The PGA discoveries came during Dr. Otto's research of how Staphylococcal bacteria biofilms contribute to evading human immune defenses. Biofilms are protective cell-surface structures. Biofilm formation does not depend on PGA, but other research in Dr. Otto's laboratory has indicated that PGA production is greater when a biofilm is present. Further, Dr. Otto says all 74 strains of S. epidermidis that his group tested also produced PGA, as did six other genetically related Staphylococcus pathogens. "This could be very important to vaccine development because the PGA is present in every strain of the organism," Dr.

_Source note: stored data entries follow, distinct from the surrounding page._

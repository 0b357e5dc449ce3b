//! Store configuration (strict parsing)

use std::fs;
use std::path::Path;

use serde::{Deserialize, Serialize};

use crate::error::ConfigError;

pub const DEFAULT_RECENT_WINDOW: usize = 10;
const MAX_RECENT_WINDOW: usize = 1_000;

#[derive(Debug, Clone, PartialEq, Serialize, Deserialize)]
#[serde(deny_unknown_fields)]
pub struct StoreConfig {
    /// Number of records in `recent_executions`
    #[serde(default = "default_recent_window")]
    pub recent_window: usize,

    /// Retained log size; `None` keeps every record
    #[serde(default)]
    pub history_capacity: Option<usize>,

    /// Gas price (wei) in effect at construction and after `reset`
    #[serde(default)]
    pub initial_gas_price: u128,

    #[serde(default = "default_id_prefix")]
    pub id_prefix: String,
}

impl Default for StoreConfig {
    fn default() -> Self {
        Self {
            recent_window: default_recent_window(),
            history_capacity: None,
            initial_gas_price: 0,
            id_prefix: default_id_prefix(),
        }
    }
}

impl StoreConfig {
    pub fn validate(&self) -> Result<(), ConfigError> {
        if !(1..=MAX_RECENT_WINDOW).contains(&self.recent_window) {
            return Err(ConfigError::OutOfRange {
                field: "recent_window".into(),
                reason: format!("must be between 1 and {}", MAX_RECENT_WINDOW),
            });
        }
        if let Some(capacity) = self.history_capacity {
            if capacity < self.recent_window {
                return Err(ConfigError::OutOfRange {
                    field: "history_capacity".into(),
                    reason: format!(
                        "must be at least recent_window ({}), got {}",
                        self.recent_window, capacity
                    ),
                });
            }
        }
        if self.id_prefix.is_empty()
            || !self
                .id_prefix
                .chars()
                .all(|c| c.is_ascii_alphanumeric() || c == '_')
        {
            return Err(ConfigError::OutOfRange {
                field: "id_prefix".into(),
                reason: "must be non-empty ascii alphanumeric or underscore".into(),
            });
        }
        Ok(())
    }

    /// Builder-style override of the history capacity
    pub fn with_history_capacity(mut self, capacity: usize) -> Self {
        self.history_capacity = Some(capacity);
        self
    }

    /// Builder-style override of the starting gas price
    pub fn with_initial_gas_price(mut self, gas_price: u128) -> Self {
        self.initial_gas_price = gas_price;
        self
    }
}

fn default_recent_window() -> usize {
    DEFAULT_RECENT_WINDOW
}

fn default_id_prefix() -> String {
    "exec".into()
}

pub fn load_from_file(path: impl AsRef<Path>) -> Result<StoreConfig, ConfigError> {
    let path = path.as_ref();
    let s = fs::read_to_string(path).map_err(|e| ConfigError::Io {
        reason: format!("read {} failed: {e}", path.display()),
    })?;
    match path.extension().and_then(|ext| ext.to_str()) {
        Some("json") => load_from_json_str(&s),
        _ => load_from_str(&s),
    }
}

/// Parse YAML and validate
pub fn load_from_str(s: &str) -> Result<StoreConfig, ConfigError> {
    let cfg: StoreConfig = serde_yaml::from_str(s).map_err(|e| ConfigError::Parse {
        reason: format!("invalid yaml: {e}"),
    })?;
    cfg.validate()?;
    Ok(cfg)
}

/// Parse JSON and validate
pub fn load_from_json_str(s: &str) -> Result<StoreConfig, ConfigError> {
    let cfg: StoreConfig = serde_json::from_str(s).map_err(|e| ConfigError::Parse {
        reason: format!("invalid json: {e}"),
    })?;
    cfg.validate()?;
    Ok(cfg)
}
//! Execution id generation

use rand::{Rng, SeedableRng};
use rand_chacha::ChaCha8Rng;

const BASE36: &[u8; 36] = b"0123456789abcdefghijklmnopqrstuvwxyz";
const SUFFIX_LEN: usize = 9;

/// Generates `<prefix>_<millis>_<9 base-36 chars>` ids
///
/// Seeded from the OS by default; [`IdGenerator::with_seed`] gives a
/// reproducible sequence for tests.
#[derive(Debug, Clone)]
pub struct IdGenerator {
    prefix: String,
    rng: ChaCha8Rng,
}

impl IdGenerator {
    /// Create a generator seeded from OS entropy
    pub fn new(prefix: impl Into<String>) -> Self {
        Self {
            prefix: prefix.into(),
            rng: ChaCha8Rng::from_entropy(),
        }
    }

    /// Create a generator with a fixed seed
    pub fn with_seed(prefix: impl Into<String>, seed: u64) -> Self {
        Self {
            prefix: prefix.into(),
            rng: ChaCha8Rng::seed_from_u64(seed),
        }
    }

    pub fn prefix(&self) -> &str {
        &self.prefix
    }

    /// Produce the next id for a record created at `millis`
    pub fn next_id(&mut self, millis: i64) -> String {
        let suffix: String = (0..SUFFIX_LEN)
            .map(|_| BASE36[self.rng.gen_range(0..BASE36.len())] as char)
            .collect();
        format!("{}_{}_{}", self.prefix, millis, suffix)
    }
}

#[cfg(test)]
mod tests {
    use super::*;
    use std::collections::HashSet;

    #[test]
    fn test_id_shape() {
        let mut ids = IdGenerator::with_seed("exec", 7);
        let id = ids.next_id(1_700_000_000_000);

        let parts: Vec<&str> = id.split('_').collect();
        assert_eq!(parts.len(), 3);
        assert_eq!(parts[0], "exec");
        assert_eq!(parts[1], "1700000000000");
        assert_eq!(parts[2].len(), SUFFIX_LEN);
        assert!(parts[2].bytes().all(|b| BASE36.contains(&b)));
    }

    #[test]
    fn test_seeded_generators_agree() {
        let mut a = IdGenerator::with_seed("exec", 42);
        let mut b = IdGenerator::with_seed("exec", 42);
        for i in 0..10 {
            assert_eq!(a.next_id(i), b.next_id(i));
        }
    }

    #[test]
    fn test_ids_unique_within_same_millisecond() {
        let mut ids = IdGenerator::new("exec");
        let seen: HashSet<String> = (0..1_000).map(|_| ids.next_id(5)).collect();
        assert_eq!(seen.len(), 1_000);
    }
}
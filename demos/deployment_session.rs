//! Deployment Session Example
//!
//! Plays the deployment collaborator against a simulated chain:
//! - Registers functions and creates triggers, recording receipt gas and latency
//! - Fires triggers, recording successes and reverted executions
//! - Drives a dashboard-style listener that prints every update
//! - Exports the session as JSON at the end
//!
//! Run with `RUST_LOG=livemetrics=debug` to see the store's own diagnostics.

use std::cell::Cell;
use std::rc::Rc;
use std::time::Instant;

use rand::{Rng, SeedableRng};
use rand_chacha::ChaCha8Rng;
use tracing_subscriber::{fmt, EnvFilter};

use livemetrics::{
    config, format_eth, format_gas, format_gas_units, format_percentage, format_time,
    ExecutionInput, JsonExporter, MetricsError, MetricsSnapshot, MetricsStore,
};

const SESSION_CONFIG: &str = r#"
recent_window: 5
history_capacity: 500
initial_gas_price: 50000000000
"#;

// ============================================================================
// Simulated Chain
// ============================================================================

/// Receipt returned by the simulated chain
struct Receipt {
    tx_hash: String,
    gas_used: u128,
    status: u8,
}

/// Stand-in for the registry contract behind a JSON-RPC provider
struct SimulatedChain {
    rng: ChaCha8Rng,
    nonce: u64,
}

impl SimulatedChain {
    fn new(seed: u64) -> Self {
        Self {
            rng: ChaCha8Rng::seed_from_u64(seed),
            nonce: 0,
        }
    }

    fn send(&mut self, base_gas: u128, revert_probability: f64) -> Result<Receipt, String> {
        self.nonce += 1;
        if self.rng.gen_bool(0.05) {
            return Err("request timed out".to_string());
        }
        let reverted = self.rng.gen_bool(revert_probability);
        Ok(Receipt {
            tx_hash: format!("0x{:064x}", self.rng.gen::<u64>() ^ self.nonce),
            gas_used: base_gas + self.rng.gen_range(0..5_000),
            status: if reverted { 0 } else { 1 },
        })
    }
}

// ============================================================================
// Deployment Collaborator
// ============================================================================

fn elapsed_ms(start: Instant) -> f64 {
    start.elapsed().as_secs_f64() * 1_000.0
}

fn register_function(chain: &mut SimulatedChain, store: &mut MetricsStore) -> Option<u64> {
    let start = Instant::now();
    match chain.send(180_000, 0.0) {
        Ok(receipt) => {
            store.record_function_registration(receipt.gas_used, elapsed_ms(start));
            Some(chain.nonce)
        }
        Err(e) => {
            tracing::warn!(error = %e, "function registration failed");
            None
        }
    }
}

fn create_trigger(chain: &mut SimulatedChain, store: &mut MetricsStore) -> Option<u64> {
    let start = Instant::now();
    match chain.send(95_000, 0.0) {
        Ok(receipt) => {
            store.record_trigger_creation(receipt.gas_used, elapsed_ms(start));
            Some(chain.nonce)
        }
        Err(e) => {
            tracing::warn!(error = %e, "trigger creation failed");
            None
        }
    }
}

fn fire_trigger(
    chain: &mut SimulatedChain,
    store: &mut MetricsStore,
    function_id: u64,
    trigger_id: u64,
) {
    let start = Instant::now();
    let input = match chain.send(48_000, 0.15) {
        Ok(receipt) if receipt.status == 1 => ExecutionInput::success(
            function_id,
            trigger_id,
            receipt.tx_hash,
            receipt.gas_used,
            elapsed_ms(start),
        ),
        Ok(receipt) => ExecutionInput::failure(
            function_id,
            trigger_id,
            receipt.tx_hash,
            receipt.gas_used,
            elapsed_ms(start),
            "execution reverted",
        ),
        Err(e) => ExecutionInput::failure(function_id, trigger_id, "", 0, 0.0, e),
    };
    store.record_execution(input);
}

// ============================================================================
// Dashboard Listener
// ============================================================================

fn render(m: &MetricsSnapshot) -> String {
    format!(
        "fns={} triggers={} execs={} ok={} gas={} avg/exec={} cost={} avg time={}",
        m.execution.total_functions,
        m.execution.total_triggers,
        m.execution.total_executions,
        format_percentage(m.execution.success_rate),
        format_gas_units(m.gas.total_gas_used),
        format_gas(m.gas.avg_gas_per_execution),
        format_eth(m.gas.total_cost_eth),
        format_time(m.timing.avg_time_per_execution),
    )
}

fn main() -> Result<(), MetricsError> {
    fmt().with_env_filter(EnvFilter::from_default_env()).init();

    let cfg = config::load_from_str(SESSION_CONFIG)?;
    let mut store = MetricsStore::with_config(cfg)?;
    let mut chain = SimulatedChain::new(2024);

    let updates = Rc::new(Cell::new(0u32));
    let counter = updates.clone();
    let panel = store.subscribe(move |m| {
        counter.set(counter.get() + 1);
        println!("[update {:>3}] {}", counter.get(), render(m));
    });

    let functions: Vec<u64> = (0..3)
        .filter_map(|_| register_function(&mut chain, &mut store))
        .collect();
    let mut pairs = Vec::new();
    for function_id in &functions {
        if let Some(trigger_id) = create_trigger(&mut chain, &mut store) {
            pairs.push((*function_id, trigger_id));
        }
    }

    for round in 0..20 {
        if let Some((function_id, trigger_id)) = pairs.get(round % pairs.len().max(1)) {
            fire_trigger(&mut chain, &mut store, *function_id, *trigger_id);
        }
        if round == 10 {
            store.update_gas_price(65_000_000_000);
        }
    }

    panel.unsubscribe();

    let snapshot = store.metrics();
    println!();
    println!("Recent executions:");
    for record in &snapshot.recent_executions {
        println!(
            "  {} fn={} trigger={} gas={} {}",
            record.id,
            record.function_id,
            record.trigger_id,
            format_gas_units(record.gas_used),
            record.error_message.as_deref().unwrap_or("ok"),
        );
    }

    let bytes = store.export_with(&JsonExporter::new_pretty())?;
    println!();
    println!(
        "Exported {} bytes after {} listener updates",
        bytes.len(),
        updates.get()
    );

    Ok(())
}
//! Core data types for the metrics store

use chrono::{DateTime, Utc};
use serde::{Deserialize, Serialize};

use crate::error::ValidationError;
use crate::traits::{validate_duration, Validate};

/// One observed function invocation, as stored in the execution log
#[derive(Debug, Clone, PartialEq, Serialize, Deserialize)]
pub struct ExecutionRecord {
    pub id: String,
    pub function_id: u64,
    pub trigger_id: u64,
    /// Transaction hash; empty when the failure never reached the chain
    pub tx_hash: String,
    /// Milliseconds since epoch
    pub timestamp: i64,
    pub gas_used: u128,
    pub success: bool,
    pub execution_time_ms: f64,
    #[serde(default)]
    pub error_message: Option<String>,
}

/// An execution record before the store has assigned it an id
#[derive(Debug, Clone, PartialEq, Serialize, Deserialize)]
pub struct ExecutionInput {
    pub function_id: u64,
    pub trigger_id: u64,
    pub tx_hash: String,
    pub timestamp: i64,
    pub gas_used: u128,
    pub success: bool,
    pub execution_time_ms: f64,
    #[serde(default)]
    pub error_message: Option<String>,
}

impl ExecutionInput {
    /// Input for an execution whose receipt reported success
    pub fn success(
        function_id: u64,
        trigger_id: u64,
        tx_hash: impl Into<String>,
        gas_used: u128,
        execution_time_ms: f64,
    ) -> Self {
        Self {
            function_id,
            trigger_id,
            tx_hash: tx_hash.into(),
            timestamp: Utc::now().timestamp_millis(),
            gas_used,
            success: true,
            execution_time_ms,
            error_message: None,
        }
    }

    /// Input for a failed execution
    pub fn failure(
        function_id: u64,
        trigger_id: u64,
        tx_hash: impl Into<String>,
        gas_used: u128,
        execution_time_ms: f64,
        error_message: impl Into<String>,
    ) -> Self {
        Self {
            function_id,
            trigger_id,
            tx_hash: tx_hash.into(),
            timestamp: Utc::now().timestamp_millis(),
            gas_used,
            success: false,
            execution_time_ms,
            error_message: Some(error_message.into()),
        }
    }

    /// Override the creation instant (milliseconds since epoch)
    pub fn at(mut self, timestamp: i64) -> Self {
        self.timestamp = timestamp;
        self
    }

    /// Attach an id, producing the stored form
    pub fn into_record(self, id: String) -> ExecutionRecord {
        ExecutionRecord {
            id,
            function_id: self.function_id,
            trigger_id: self.trigger_id,
            tx_hash: self.tx_hash,
            timestamp: self.timestamp,
            gas_used: self.gas_used,
            success: self.success,
            execution_time_ms: self.execution_time_ms,
            error_message: self.error_message,
        }
    }
}

impl Validate for ExecutionInput {
    fn validate(&self) -> Result<(), ValidationError> {
        validate_duration("execution_time_ms", self.execution_time_ms)?;

        if self.timestamp < 0 {
            return Err(ValidationError::InvalidInput {
                field: "timestamp".to_string(),
                reason: format!("timestamp cannot precede the epoch, got {}", self.timestamp),
            });
        }

        match (self.success, self.error_message.as_deref()) {
            (true, Some(_)) => Err(ValidationError::InconsistentOutcome {
                reason: "successful execution carries an error message".to_string(),
            }),
            (false, None) => Err(ValidationError::InconsistentOutcome {
                reason: "failed execution has no error message".to_string(),
            }),
            (true, None) if self.tx_hash.is_empty() => Err(ValidationError::InvalidInput {
                field: "tx_hash".to_string(),
                reason: "successful execution must reference a transaction".to_string(),
            }),
            _ => Ok(()),
        }
    }
}

/// Execution counters and rates
#[derive(Debug, Clone, Default, PartialEq, Serialize, Deserialize)]
pub struct ExecutionMetrics {
    pub total_functions: u64,
    pub total_triggers: u64,
    pub total_executions: u64,
    pub successful_executions: u64,
    pub failed_executions: u64,
    pub total_gas_used: u128,
    pub total_cost_eth: f64,
    pub average_execution_time: f64,
    pub success_rate: f64,
    pub failure_rate: f64,
}

/// Gas totals, per-category averages and the price used for cost projection
#[derive(Debug, Clone, Default, PartialEq, Serialize, Deserialize)]
pub struct GasMetrics {
    /// Sum of `gas_used` over the execution log
    pub total_gas_used: u128,
    pub total_cost_eth: f64,
    pub avg_gas_per_function: f64,
    pub avg_gas_per_trigger: f64,
    pub avg_gas_per_execution: f64,
    /// Wei per unit of gas
    pub gas_price: u128,
    pub registration_gas_used: u128,
    pub trigger_gas_used: u128,
}

/// Wall-clock and per-category timing, all in milliseconds
#[derive(Debug, Clone, Default, PartialEq, Serialize, Deserialize)]
pub struct TimingMetrics {
    /// Elapsed since the session started (construction or last reset)
    pub total_time: f64,
    pub avg_time_per_function: f64,
    pub avg_time_per_trigger: f64,
    pub avg_time_per_execution: f64,
    pub registration_time: f64,
    pub trigger_setup_time: f64,
    pub execution_time: f64,
}

/// Fully derived, consistent view of the store
#[derive(Debug, Clone, Default, PartialEq, Serialize, Deserialize)]
pub struct MetricsSnapshot {
    pub execution: ExecutionMetrics,
    pub gas: GasMetrics,
    pub timing: TimingMetrics,
    /// Newest first
    pub recent_executions: Vec<ExecutionRecord>,
    pub last_updated: i64,
}

/// Snapshot plus the full retained log, for offline analysis
#[derive(Debug, Clone, PartialEq, Serialize, Deserialize)]
pub struct MetricsExport {
    pub metrics: MetricsSnapshot,
    pub execution_history: Vec<ExecutionRecord>,
    pub exported_at: DateTime<Utc>,
}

Otto says. "If a vaccine can be developed to negate the effect of the PGA, it could be highly successful against all pathogens in which PGA is a basis for disease development, such as Staph and anthrax."
The group used genetic and biochemical analyses to show that PGA is produced in S. epidermidis. They then used three S. epidermidis strains--one natural, one altered to eliminate PGA production and one altered to produce excess PGA--to show that PGA protects S. epidermidis from innate immune defense, human antibiotic compounds and salt concentrations similar to levels found on human skin. Dr. Otto's group also used mice fitted with catheters to demonstrate that the S. epidermidis strain deficient of PGA was not able to cause infection while the other strains containing PGA did.